In general, Ethiopians have a positive view of U.S. citizens and culture. Older Ethiopians fondly recall the presence of Peace Corps volunteers during the reign of Haile Selassie, while younger Ethiopians are proud to own the latest electronics and clothing from the United States.

Identity and Affiliations

Ethiopia is a diverse and multi-ethnic society. It is home to at least 76.9 million people who are members of more than 80 ethnic groups and speak more than 70 languages. Groups living in Ethiopia developed separate cultural and language groups as early as 2000 B.C. However, even as they separated and grew more diverse, these ethnic groups continued to interact with each other through extensive trade networks, local and regional markets, inter-ethnic marriages, cattle raids, and warfare. The result is a population of distinct and historically autonomous ethnic groups that inhabit a common region and share similar cultural practices.

Ethnic Group Identity

The Amhara and the Tigray have long been the two most influential ethnic groups in Ethiopia. They have held political leadership roles since the time of the ancient empires and continue to hold power in the modern political system. Since 1991, ethnic identity has become increasingly politicized as interest groups mobilize based on their ethnic affiliations and politicians’ increasing reliance on ethnic ties for support. This interaction between ethnic and national identity is influenced by a history of imperial expansion, independence from colonial rule, and the politics of ethnic federalism.
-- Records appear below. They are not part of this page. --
use crate::{
    context::{Scope, ValidationContext},
    error::{SchemaError, ValidationErrorKind},
    keywords::{helpers, CheckResult},
    paths::InstancePath,
};
use serde_json::{Map, Number, Value};
use std::cmp::Ordering;

/// `minimum` and `exclusiveMinimum`.
///
/// Before draft 6 `exclusiveMinimum` is a boolean modifier of `minimum`, after that it is
/// a bound of its own.
pub(crate) fn check(
    ctx: &mut ValidationContext<'_>,
    number: &Number,
    object: &Map<String, Value>,
    scope: &Scope,
    path: &InstancePath<'_>,
) -> CheckResult {
    let numeric_exclusive = scope.draft.has_numeric_exclusive_bounds();
    if let Some(limit) = object.get("minimum") {
        let limit = helpers::number(limit, "minimum", scope)?;
        let exclusive =
            !numeric_exclusive && matches!(object.get("exclusiveMinimum"), Some(Value::Bool(true)));
        let order = ordering(number, limit, scope)?;
        let failed = if exclusive {
            order != Ordering::Greater
        } else {
            order == Ordering::Less
        };
        if failed {
            ctx.error(
                ValidationErrorKind::Minimum {
                    limit: limit.clone(),
                    exclusive,
                },
                path,
            )?;
        }
    }
    if numeric_exclusive {
        if let Some(limit) = object.get("exclusiveMinimum") {
            let limit = helpers::number(limit, "exclusiveMinimum", scope)?;
            if ordering(number, limit, scope)? != Ordering::Greater {
                ctx.error(
                    ValidationErrorKind::ExclusiveMinimum {
                        limit: limit.clone(),
                    },
                    path,
                )?;
            }
        }
    }
    Ok(())
}

pub(crate) fn ordering(
    number: &Number,
    limit: &Number,
    scope: &Scope,
) -> Result<Ordering, SchemaError> {
    helpers::compare(number, limit).ok_or_else(|| {
        SchemaError::malformed(&scope.base, format!("{} is not comparable", limit))
    })
}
Ethnicity and National Identity

The overthrow of the Derg regime in 1991 put an end to the idea of an Ethiopian national identity based on Amhara cultural traditions. Prior to the fall of the Derg, the Amhara identity was imposed on Ethiopians by a strong central government and was equated with the Ethiopian national identity. Previously, individuals often had to abandon their own ethnic identity and adopt the Amhara language and religion to succeed politically or financially in the Ethiopian Empire. When the Amhara lost power, this cultural identity began to decline in popularity.

A sense of Ethiopian nationalism and identity still exists but is no longer confined to Amhara traditions. Modern Ethiopian identity is more diverse and regional identities are now more accepted as part of the national identity. In fact, individuals can gain influence, both formally and informally, by asserting their local and ethnic identities.